India's healthcare woes: Out-of-pocket medical expenses pushed 55 million into poverty in 2017, says PHFI study
Out-of-pocket (OOP) health expenses drove 55 million Indians – more than the population of South Korea, Spain or Kenya – into poverty in 2017.
By Prachi Salve
Mumbai: Out-of-pocket (OOP) health expenses drove 55 million Indians – more than the population of South Korea, Spain or Kenya – into poverty in 2017, and of these, 38 million (69 percent) were impoverished by expenditure on medicines alone, according to a new study.
These calculations by the Public Health Foundation of India (PHFI), an advocacy, were released on 6 June and based on the official Indian standard for poverty line – a monthly expenditure of Rs 816 in rural areas and Rs 1,000 in urban areas – as per a 2013 report of the erstwhile Planning Commission. The PHFI study used secondary data from National Sample Survey reports and other sources for these estimates.
Over 80 percent of Indians incur OOP – direct payments individuals make to healthcare providers – on healthcare, as per 2011-12 figures cited in the study. It was 60 percent in 1993-1994. Medicines contributed to more than 67 percent of OOP healthcare expenditure in 2011-12.
In real terms, monthly OOP payments increased by more than 100 percent – from Rs 26 in 1993-1994 to Rs 54 in 2011-2012.
India spends the least on public healthcare among BRICS nations, IndiaSpend reported on 18 May, 2017. It ranked 147 among 184 countries, a notch below Pakistan, in this regard. Insurance-based government initiatives have been largely unsuccessful in easing the burden on citizens, the report added.
The heavy load of spending on medicines can be explained by a study carried out in Chhattisgarh reported by IndiaSpend on 13 June. An analysis of 1,290 prescriptions from 100 public healthcare facilities across 15 districts showed that only 58 percent prescribed medicines were available at government pharmacies. This left patients with no option but to buy at higher rates from private pharmacies.
The consequence of the inadequate public health system is that India has become the sixth biggest private spender on health among low-middle income nations.
About 68 percent of the Indian population has limited or no access to essential medicines, according to a World Health Organisation report.
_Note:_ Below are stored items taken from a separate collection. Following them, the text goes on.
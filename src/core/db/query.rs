/// Query Result Module
///
/// This module holds the raw rows a driver returns and shapes them into
/// records for the caller, according to the requested fetch mode.
use crate::core::db::value::Value;
use crate::core::{AccessError, Result};
use serde::ser::{Serialize, SerializeMap, Serializer};

/// Shape of each fetched row.
#[derive(Debug, Clone, Copy, PartialEq, Eq, Default)]
pub enum FetchMode {
    /// Column name to value, in column order
    #[default]
    Assoc,
    /// Values by position
    Num,
    /// Both of the above
    Both,
    /// A single column by 0-based index
    Column(usize),
}

/// A row keyed by column name.
///
/// Column order is kept. When two columns share a name the later value wins
/// and the name keeps its first position.
#[derive(Debug, Clone, PartialEq, Default)]
pub struct AssocRow {
    entries: Vec<(String, Value)>,
}

impl AssocRow {
    pub fn get(&self, column: &str) -> Option<&Value> {
        self.entries
            .iter()
            .find(|(name, _)| name == column)
            .map(|(_, value)| value)
    }

    pub fn insert(&mut self, column: &str, value: Value) {
        match self.entries.iter_mut().find(|(name, _)| name == column) {
            Some(entry) => entry.1 = value,
            None => self.entries.push((column.to_string(), value)),
        }
    }

    pub fn len(&self) -> usize {
        self.entries.len()
    }

    pub fn is_empty(&self) -> bool {
        self.entries.is_empty()
    }
}

impl Serialize for AssocRow {
    fn serialize<S: Serializer>(&self, serializer: S) -> std::result::Result<S::Ok, S::Error> {
        let mut map = serializer.serialize_map(Some(self.entries.len()))?;
        for (name, value) in &self.entries {
            map.serialize_entry(name, value)?;
        }
        map.end()
    }
}

/// One fetched row in the requested shape.
#[derive(Debug, Clone, PartialEq, serde::Serialize)]
#[serde(untagged)]
pub enum Record {
    Assoc(AssocRow),
    Num(Vec<Value>),
    Both { assoc: AssocRow, num: Vec<Value> },
    Column(Value),
}

impl Record {
    /// Looks a column up by name. Only meaningful for `Assoc` and `Both`.
    pub fn get(&self, column: &str) -> Option<&Value> {
        match self {
            Record::Assoc(row) | Record::Both { assoc: row, .. } => row.get(column),
            _ => None,
        }
    }

    /// Looks a column up by position. Only meaningful for `Num` and `Both`.
    pub fn at(&self, index: usize) -> Option<&Value> {
        match self {
            Record::Num(values) | Record::Both { num: values, .. } => values.get(index),
            _ => None,
        }
    }
}

/// Rows returned by one driver call, before shaping.
#[derive(Debug, Clone, PartialEq, Default)]
pub struct ResultSet {
    /// Column names from the query result
    pub columns: Vec<String>,
    /// Rows of values, in driver order
    pub rows: Vec<Vec<Value>>,
}

impl ResultSet {
    pub fn new(columns: Vec<String>, rows: Vec<Vec<Value>>) -> Self {
        ResultSet { columns, rows }
    }

    pub fn row_count(&self) -> usize {
        self.rows.len()
    }

    /// Checks that `mode` can be applied to rows of this result.
    pub fn check_mode(&self, mode: FetchMode) -> Result<()> {
        match mode {
            FetchMode::Column(index) if !self.columns.is_empty() && index >= self.columns.len() => {
                Err(AccessError::InvalidColumn {
                    index,
                    count: self.columns.len(),
                })
            }
            _ => Ok(()),
        }
    }

    /// Shapes one row of this result. `check_mode` must have passed.
    pub fn shape(&self, row: Vec<Value>, mode: FetchMode) -> Record {
        match mode {
            FetchMode::Assoc => Record::Assoc(self.assoc(&row)),
            FetchMode::Num => Record::Num(row),
            FetchMode::Both => Record::Both {
                assoc: self.assoc(&row),
                num: row,
            },
            FetchMode::Column(index) => Record::Column(row.into_iter().nth(index).unwrap_or_default()),
        }
    }

    fn assoc(&self, row: &[Value]) -> AssocRow {
        let mut assoc = AssocRow::default();
        for (name, value) in self.columns.iter().zip(row) {
            assoc.insert(name, value.clone());
        }
        assoc
    }
}

/// A forward-only cursor over a result set.
#[derive(Debug, Clone, Default)]
pub struct ResultCursor {
    set: ResultSet,
    position: usize,
}

impl ResultCursor {
    pub fn new(set: ResultSet) -> Self {
        ResultCursor { set, position: 0 }
    }

    pub fn remaining(&self) -> usize {
        self.set.rows.len().saturating_sub(self.position)
    }

    /// Fetches the next row, or every remaining row.
    pub fn fetch(&mut self, single_row: bool, mode: FetchMode) -> Result<QueryResult> {
        self.set.check_mode(mode)?;
        let end = if single_row {
            (self.position + 1).min(self.set.rows.len())
        } else {
            self.set.rows.len()
        };
        let taken: Vec<Vec<Value>> = self.set.rows[self.position..end].to_vec();
        self.position = end;
        let records = taken.into_iter().map(|row| self.set.shape(row, mode));

        Ok(if single_row {
            QueryResult::Row(records.into_iter().next())
        } else {
            QueryResult::Rows(records.collect())
        })
    }
}

/// What a query or fetch call returns.
#[derive(Debug, Clone, PartialEq)]
pub enum QueryResult {
    /// Single-row fetch; `None` when no row was left
    Row(Option<Record>),
    /// All (remaining) rows in driver order
    Rows(Vec<Record>),
    /// Sentinel for a driver failure under a non-raising error mode
    Failed,
}

impl QueryResult {
    pub fn is_failed(&self) -> bool {
        matches!(self, QueryResult::Failed)
    }

    pub fn len(&self) -> usize {
        match self {
            QueryResult::Row(row) => row.is_some() as usize,
            QueryResult::Rows(rows) => rows.len(),
            QueryResult::Failed => 0,
        }
    }

    pub fn is_empty(&self) -> bool {
        self.len() == 0
    }

    /// The first record, if any.
    pub fn into_row(self) -> Option<Record> {
        match self {
            QueryResult::Row(row) => row,
            QueryResult::Rows(rows) => rows.into_iter().next(),
            QueryResult::Failed => None,
        }
    }

    pub fn into_rows(self) -> Vec<Record> {
        match self {
            QueryResult::Row(row) => row.into_iter().collect(),
            QueryResult::Rows(rows) => rows,
            QueryResult::Failed => Vec::new(),
        }
    }
}
/// # Test Utilities Module
///
/// Database fixtures shared by the unit tests. Every fixture is an isolated
/// in-memory SQLite database, so tests can run in parallel.
use crate::core::db::{Database, Dialect, ErrorMode};

const SAMPLE_SCHEMA: &str = "
    CREATE TABLE users (
        id INTEGER PRIMARY KEY AUTOINCREMENT,
        name TEXT NOT NULL,
        email TEXT NOT NULL UNIQUE,
        active BOOLEAN DEFAULT 1,
        score REAL
    );

    INSERT INTO users (name, email, active, score) VALUES
        ('ada', 'ada@example.com', 1, 1.5),
        ('bob', 'bob@example.com', 1, 2.5),
        ('cy', 'cy@example.com', 0, NULL);
";

/// An empty in-memory database under the given error mode.
pub fn memory_database(error_mode: ErrorMode) -> Database {
    let mut db = Database::new(Dialect::Sqlite, error_mode);
    db.connect("", ":memory:", "", "")
        .expect("in-memory database should open");
    db
}

/// An in-memory database with a `users` table holding three rows.
pub fn sample_database() -> Database {
    let mut db = memory_database(ErrorMode::Exception);
    db.execute(SAMPLE_SCHEMA, ())
        .expect("sample schema should load");
    db
}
In addition, over the last two decades, the availability of free medicines in public healthcare facilities declined from 31.2 percent to 8.9 percent for inpatient care and from 17.8 percent to 5.9 percent for outpatient care, according to a 2011 PHFI study.
Cancer treatment cost highest
The PHFI study also looked at the disease conditions which contributed the most to the financial burden on households.
It found that the treatment of cancers, cardiovascular diseases and injuries–in terms of both outpatient and inpatient care–dominated health expenditures in India. The share of non-communicable diseases–such as cardiovascular problems, diabetes, cancer, mental illness and injuries–in OOP health expenses increased from 31.6 percent in 1995-1996 to 47.3 percent in 2004.
The survey results suggested that the most common health condition for seeking outpatient care was fever (22.7 percent) and for inpatient care was childbirth (27.3 percent).
In addition, the study estimated that households incurred the highest monthly OOP spending on cancer (Rs 5,121), in the case of both outpatient and inpatient care. This is followed by injuries in outpatient care (Rs 3,045) and cardiovascular events in inpatient care (Rs 2,808).
Two earlier studies – the PLOS study of 2013, and the World Bank study of 2014 – too had reported that households incurred significant OOP payment burden in the case of cardiovascular diseases and cancers.
Rise in poverty caused by health expenses in 2011-12
The study calculated the implications of OOP and the part of it spent on medicines for poverty estimates by using three steps:
- Gross headcount: Percentage of population below the poverty line
- Net of OOP headcount: Percentage of population below the poverty line after netting out OOP payments from household consumption expenditure and
- OOP-induced poverty, which is the difference of the first two–reflecting rise in poverty ratio.
As per these calculations, monthly OOP payments and expenditure on medicines deepened poverty among the poor by Rs 29 and Rs 23, respectively, in 2011-2012. And the percentage of households below the poverty line increased from 4.19 percent in 1993-1994 to 4.48 percent in 2011-2012.
This rise in poverty was sharper in 2012 than in 2004-2005 and 1993-1994. The headcount ratio of those impoverished due to OOP payments was 3.97 percent during 1993–1994; this inched up to 4.30 percent in 2004-2005 and then went up in 2011-2012 to 4.04 percent, as per the global measure for poverty line ($1 per day).
There was an increase of more than 50 percent in every household’s consumption expenditure in real terms over this period–from Rs 517 to Rs 794.
The author is an analyst with IndiaSpend.